Barnes and Bates conducted a systematic review of research papers estimating the prevalence of MDD and papers estimating levels of psychological distress in Blacks and Whites in the U.S. Their review found consistently higher levels of psychological distress among Blacks than Whites which supports the existence of a “double paradox”.  The first paradox, from the perspective of the social stress paradigm, is that despite having a disadvantaged social status in the US, Blacks have a lower prevalence of major depression than Whites. The second paradox is that Black–White comparisons of distress are discordant with Black–White comparisons of major depression despite evidence in the broader literature of a strong positive association between major depression and distress.

Abundant theories have been proposed in the literature to explain the lower prevalence of major depression in Blacks compared with Whites, and of those tested, none has been empirically supported.

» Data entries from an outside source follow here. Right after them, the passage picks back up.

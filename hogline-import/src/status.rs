//! Membership status recomputation
//!
//! The aggregate status cached on a user record is a pure function of that
//! user's membership-type assignments within the current season. The
//! precedence logic is storage-agnostic; the surrounding functions fetch
//! the rows and write the cache back.

use crate::db;
use crate::db::memberships::MembershipAssignment;
use anyhow::Result;
use chrono::{DateTime, Utc};
use hogline_common::db::{AssignmentStatus, MembershipStatus, Season};
use sqlx::SqlitePool;
use uuid::Uuid;

/// Users per chunk in the bulk sweep
const SWEEP_CHUNK_SIZE: i64 = 100;

/// Status precedence, first match wins:
///
/// 1. Active: any Active assignment with no expiry or a future expiry
/// 2. Pending: else any Pending assignment
/// 3. Expired: else any assignment at all
/// 4. Cancelled: no membership-type assignment exists
pub fn compute_status(
    assignments: &[MembershipAssignment],
    now: DateTime<Utc>,
) -> MembershipStatus {
    let has_live_active = assignments.iter().any(|a| {
        a.status == AssignmentStatus::Active && a.expires_at.map_or(true, |expiry| expiry > now)
    });
    if has_live_active {
        return MembershipStatus::Active;
    }

    if assignments
        .iter()
        .any(|a| a.status == AssignmentStatus::Pending)
    {
        return MembershipStatus::Pending;
    }

    if !assignments.is_empty() {
        return MembershipStatus::Expired;
    }

    MembershipStatus::Cancelled
}

/// Recompute one user's cached status against a known season.
///
/// With no current season the status is forced to Expired. Idempotent and
/// cheap: one query plus one update.
pub async fn recompute_user_status_in_season(
    pool: &SqlitePool,
    user_guid: Uuid,
    season: Option<&Season>,
) -> Result<MembershipStatus> {
    let status = match season {
        None => MembershipStatus::Expired,
        Some(season) => {
            let assignments =
                db::memberships::membership_assignments_for_user(pool, user_guid, season.guid)
                    .await?;
            compute_status(&assignments, Utc::now())
        }
    };

    db::users::update_membership_status(pool, user_guid, status).await?;

    tracing::debug!(
        user = %user_guid,
        status = status.as_str(),
        "Membership status recomputed"
    );
    Ok(status)
}

/// Recompute one user's cached status against the current season.
pub async fn recompute_user_status(pool: &SqlitePool, user_guid: Uuid) -> Result<MembershipStatus> {
    let season = db::seasons::current_season(pool).await?;
    recompute_user_status_in_season(pool, user_guid, season.as_ref()).await
}

/// Bulk sweep over every user, chunked to bound memory. Returns the number
/// of users recomputed.
pub async fn recompute_all(pool: &SqlitePool) -> Result<u64> {
    let season = db::seasons::current_season(pool).await?;
    let mut recomputed = 0u64;
    let mut after = None;

    loop {
        let guids = db::users::user_guids_after(pool, after, SWEEP_CHUNK_SIZE).await?;
        if guids.is_empty() {
            break;
        }
        for guid in &guids {
            recompute_user_status_in_season(pool, *guid, season.as_ref()).await?;
            recomputed += 1;
        }
        after = guids.last().copied();
    }

    tracing::info!(users = recomputed, "Membership status sweep complete");
    Ok(recomputed)
}

#[cfg(test)]
mod tests {
    use super::*;
    use chrono::Duration;

    fn assignment(status: AssignmentStatus, expires_at: Option<DateTime<Utc>>) -> MembershipAssignment {
        MembershipAssignment { status, expires_at }
    }

    #[test]
    fn active_with_future_or_no_expiry_wins() {
        let now = Utc::now();
        let future = now + Duration::days(30);

        let status = compute_status(
            &[assignment(AssignmentStatus::Active, Some(future))],
            now,
        );
        assert_eq!(status, MembershipStatus::Active);

        let status = compute_status(&[assignment(AssignmentStatus::Active, None)], now);
        assert_eq!(status, MembershipStatus::Active);
    }

    #[test]
    fn expired_active_assignment_does_not_count_as_active() {
        let now = Utc::now();
        let past = now - Duration::days(1);

        let status = compute_status(&[assignment(AssignmentStatus::Active, Some(past))], now);
        assert_eq!(status, MembershipStatus::Expired);
    }

    #[test]
    fn pending_beats_expired() {
        let now = Utc::now();
        let past = now - Duration::days(1);

        let status = compute_status(
            &[
                assignment(AssignmentStatus::Expired, Some(past)),
                assignment(AssignmentStatus::Pending, None),
            ],
            now,
        );
        assert_eq!(status, MembershipStatus::Pending);
    }

    #[test]
    fn any_assignment_at_all_means_expired_not_cancelled() {
        let now = Utc::now();
        let status = compute_status(&[assignment(AssignmentStatus::Cancelled, None)], now);
        assert_eq!(status, MembershipStatus::Expired);
    }

    #[test]
    fn no_assignments_means_cancelled() {
        let status = compute_status(&[], Utc::now());
        assert_eq!(status, MembershipStatus::Cancelled);
    }
}
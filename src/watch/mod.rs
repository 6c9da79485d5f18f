// src/watch/mod.rs

//! File matching and change detection.
//!
//! This module is responsible for:
//! - Compiling include/exclude glob patterns into [`SourceSet`]s and
//!   resolving them against the filesystem.
//! - Wiring up a cross-platform filesystem watcher (`notify`) with a
//!   debounce window.
//! - Content hashing to suppress triggers when watched files haven't
//!   actually changed.
//!
//! It does **not** know about tasks or composition; it only turns filesystem
//! changes into binding-level triggers.

pub mod hash;
pub mod patterns;
pub mod watcher;

pub use hash::ChangeCache;
pub use patterns::SourceSet;
pub use watcher::{matching_bindings, spawn_watcher, WatchProfile, WatcherHandle, WatcherOptions};
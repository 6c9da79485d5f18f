// src/serve/reload.rs

use tokio::sync::broadcast;

/// Broadcast channel to connected browsers.
///
/// The reload action task calls [`ReloadHub::broadcast`]; every browser
/// holding an open event-stream connection receives a `reload` event and
/// refreshes the page.
#[derive(Debug, Clone)]
pub struct ReloadHub {
    tx: broadcast::Sender<()>,
}

impl ReloadHub {
    pub fn new() -> Self {
        let (tx, _) = broadcast::channel(16);
        Self { tx }
    }

    /// Tell every connected client to reload. A send with no connected
    /// clients is not an error.
    pub fn broadcast(&self) {
        let _ = self.tx.send(());
    }

    pub fn subscribe(&self) -> broadcast::Receiver<()> {
        self.tx.subscribe()
    }
}

impl Default for ReloadHub {
    fn default() -> Self {
        Self::new()
    }
}
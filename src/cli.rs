// src/cli.rs

//! CLI argument parsing using `clap`.

use clap::{Parser, Subcommand, ValueEnum};

/// Command-line arguments for `sitepipe`.
#[derive(Debug, Clone, Parser)]
#[command(
    name = "sitepipe",
    version,
    about = "Build a static site, serve it with live reload, and rebuild on file changes.",
    long_about = None
)]
pub struct CliArgs {
    /// Pipeline to run. Defaults to `dev` when omitted.
    #[command(subcommand)]
    pub command: Option<PipelineCommand>,

    /// Path to the config file (TOML).
    ///
    /// When the file does not exist, built-in defaults are used
    /// (src/ + public/ + dist/ layout).
    #[arg(long, value_name = "PATH", default_value = "Sitepipe.toml")]
    pub config: String,

    /// Logging level (error, warn, info, debug, trace).
    ///
    /// If omitted, `SITEPIPE_LOG` or a default level will be used.
    #[arg(long, value_enum, value_name = "LEVEL")]
    pub log_level: Option<LogLevel>,
}

/// Entry pipelines exposed on the command line.
#[derive(Debug, Clone, Copy, PartialEq, Eq, Subcommand)]
pub enum PipelineCommand {
    /// Build everything once, start the dev server, watch and rebuild.
    Dev,
    /// Delete generated output (dist plus built files under the serve root).
    Clean,
    /// Produce the production bundle under the dist root.
    Build,
    /// Convert raster images under the serve root to webp, in place.
    Webp,
    /// Convert raster images under the dist root to webp, in place.
    WebpBuild,
}

/// Log level as exposed on the CLI.
#[derive(Debug, Copy, Clone, ValueEnum)]
pub enum LogLevel {
    Error,
    Warn,
    Info,
    Debug,
    Trace,
}

/// Convenience wrapper around `CliArgs::parse()`.
pub fn parse() -> CliArgs {
    CliArgs::parse()
}
// src/watch/watcher.rs

use std::collections::{HashMap, HashSet};
use std::path::{Path, PathBuf};
use std::time::Duration;

use anyhow::Result;
use notify::{Config, Event, EventKind, RecommendedWatcher, RecursiveMode, Watcher};
use tokio::sync::mpsc;
use tracing::{debug, error, info, warn};

use crate::engine::RuntimeEvent;
use crate::watch::hash::ChangeCache;
use crate::watch::patterns::SourceSet;

/// A watch binding's matching side: the index of the binding in the runtime
/// plus the patterns that select its input files.
#[derive(Debug, Clone)]
pub struct WatchProfile {
    pub binding: usize,
    pub sources: SourceSet,
}

/// Knobs for event coalescing.
#[derive(Debug, Clone)]
pub struct WatcherOptions {
    /// Quiet window before accumulated events are flushed as triggers.
    pub debounce: Duration,
    /// Suppress triggers whose files hash identically to the last observation.
    pub use_hash: bool,
}

/// Handle for the filesystem watcher.
///
/// This exists mainly so the underlying `RecommendedWatcher` is kept alive for
/// as long as needed. Dropping this handle will stop file watching.
pub struct WatcherHandle {
    _inner: RecommendedWatcher,
}

impl std::fmt::Debug for WatcherHandle {
    fn fmt(&self, f: &mut std::fmt::Formatter<'_>) -> std::fmt::Result {
        f.debug_struct("WatcherHandle").finish()
    }
}

/// Spawn a filesystem watcher that observes the source root recursively and
/// sends `RuntimeEvent::BindingTriggered` for bindings whose patterns match
/// a changed path. The root may be absolute or outside the cwd; binding
/// patterns are matched against paths relative to it.
///
/// Events are accumulated until the debounce window has been quiet, then
/// flushed as at most one trigger per binding. With `use_hash`, a flush whose
/// files all hash identically to the last observed content is dropped.
pub fn spawn_watcher(
    root: impl Into<PathBuf>,
    profiles: Vec<WatchProfile>,
    runtime_tx: mpsc::Sender<RuntimeEvent>,
    options: WatcherOptions,
) -> Result<WatcherHandle> {
    let root = root.into();
    let root = root.canonicalize().unwrap_or_else(|_| root.clone()); // best-effort

    // Channel from the blocking notify callback into the async world.
    let (event_tx, event_rx) = mpsc::unbounded_channel::<Event>();

    // Closure called synchronously by notify whenever an event arrives.
    let mut watcher = RecommendedWatcher::new(
        move |res: notify::Result<Event>| match res {
            Ok(event) => {
                if let Err(err) = event_tx.send(event) {
                    warn!("failed to forward notify event: {err}");
                }
            }
            Err(err) => {
                error!("file watch error: {err}");
            }
        },
        Config::default(),
    )?;

    watcher.watch(&root, RecursiveMode::Recursive)?;

    info!("file watcher started on {:?}", root);

    tokio::spawn(watch_loop(root, profiles, event_rx, runtime_tx, options));

    Ok(WatcherHandle { _inner: watcher })
}

/// Async loop that consumes notify events, coalesces them, and forwards
/// binding triggers to the runtime.
async fn watch_loop(
    root: PathBuf,
    profiles: Vec<WatchProfile>,
    mut event_rx: mpsc::UnboundedReceiver<Event>,
    runtime_tx: mpsc::Sender<RuntimeEvent>,
    options: WatcherOptions,
) {
    let mut cache = ChangeCache::new();

    // Accumulated absolute paths per binding index, flushed after a quiet gap.
    let mut pending: HashMap<usize, HashSet<PathBuf>> = HashMap::new();

    loop {
        tokio::select! {
            event = event_rx.recv() => {
                match event {
                    Some(event) => accumulate(&root, &profiles, &event, &mut pending),
                    None => break,
                }
            }
            _ = tokio::time::sleep(options.debounce), if !pending.is_empty() => {
                let batch = std::mem::take(&mut pending);
                for (binding, paths) in batch {
                    if options.use_hash && !any_content_changed(&mut cache, &paths) {
                        debug!(binding, "all matched files unchanged; dropping trigger");
                        continue;
                    }

                    if runtime_tx
                        .send(RuntimeEvent::BindingTriggered { binding })
                        .await
                        .is_err()
                    {
                        // Runtime gone; no point keeping the loop alive.
                        warn!("runtime channel closed; stopping file watcher loop");
                        return;
                    }
                }
            }
        }
    }

    debug!("file watcher loop ended");
}

/// Record which bindings are interested in the paths of one notify event.
fn accumulate(
    root: &Path,
    profiles: &[WatchProfile],
    event: &Event,
    pending: &mut HashMap<usize, HashSet<PathBuf>>,
) {
    if matches!(event.kind, EventKind::Access(_)) {
        return;
    }

    debug!("received notify event: {:?}", event);

    for path in &event.paths {
        for binding in matching_bindings(root, profiles, path) {
            debug!(binding, path = ?path, "watch match");
            pending.entry(binding).or_default().insert(path.clone());
        }
    }
}

/// Indices of the bindings whose patterns select the given event path,
/// matched relative to the watched root. A path outside the root matches
/// nothing.
pub fn matching_bindings(root: &Path, profiles: &[WatchProfile], path: &Path) -> Vec<usize> {
    let Ok(rel) = path.strip_prefix(root) else {
        return Vec::new();
    };

    profiles
        .iter()
        .filter(|profile| profile.sources.matches(rel))
        .map(|profile| profile.binding)
        .collect()
}

/// Run every path through the cache so each observation is recorded, and
/// report whether any content actually changed.
fn any_content_changed(cache: &mut ChangeCache, paths: &HashSet<PathBuf>) -> bool {
    let mut changed = false;
    for path in paths {
        changed |= cache.is_changed(path);
    }
    changed
}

Nevertheless, to succeed these theories should also account for Blacks’ higher levels of distress levels, which they do not do. For instance, theories positing that ostensibly protective factors against depression (e.g., religiosity) that are also more prevalent in Blacks than Whites in the U.S. would need to also explain why these factors do not protect against distress among Blacks.  This is particularly challenging given the overlapping symptom content in diagnostic interviews for depression and distress scales.  Alternatively, Barnes and Bates posit that the diagnostic algorithm for major depression provides multiple opportunities for differential misclassification bias that could conceivably account for the apparent lower prevalence of depression in Blacks.  These same opportunities for differential misclassification are not built into measures of distress. In sum the “double paradox” is consistent with the idea that the apparent lower prevalence of depression among Blacks is an artifact of how we measure depression.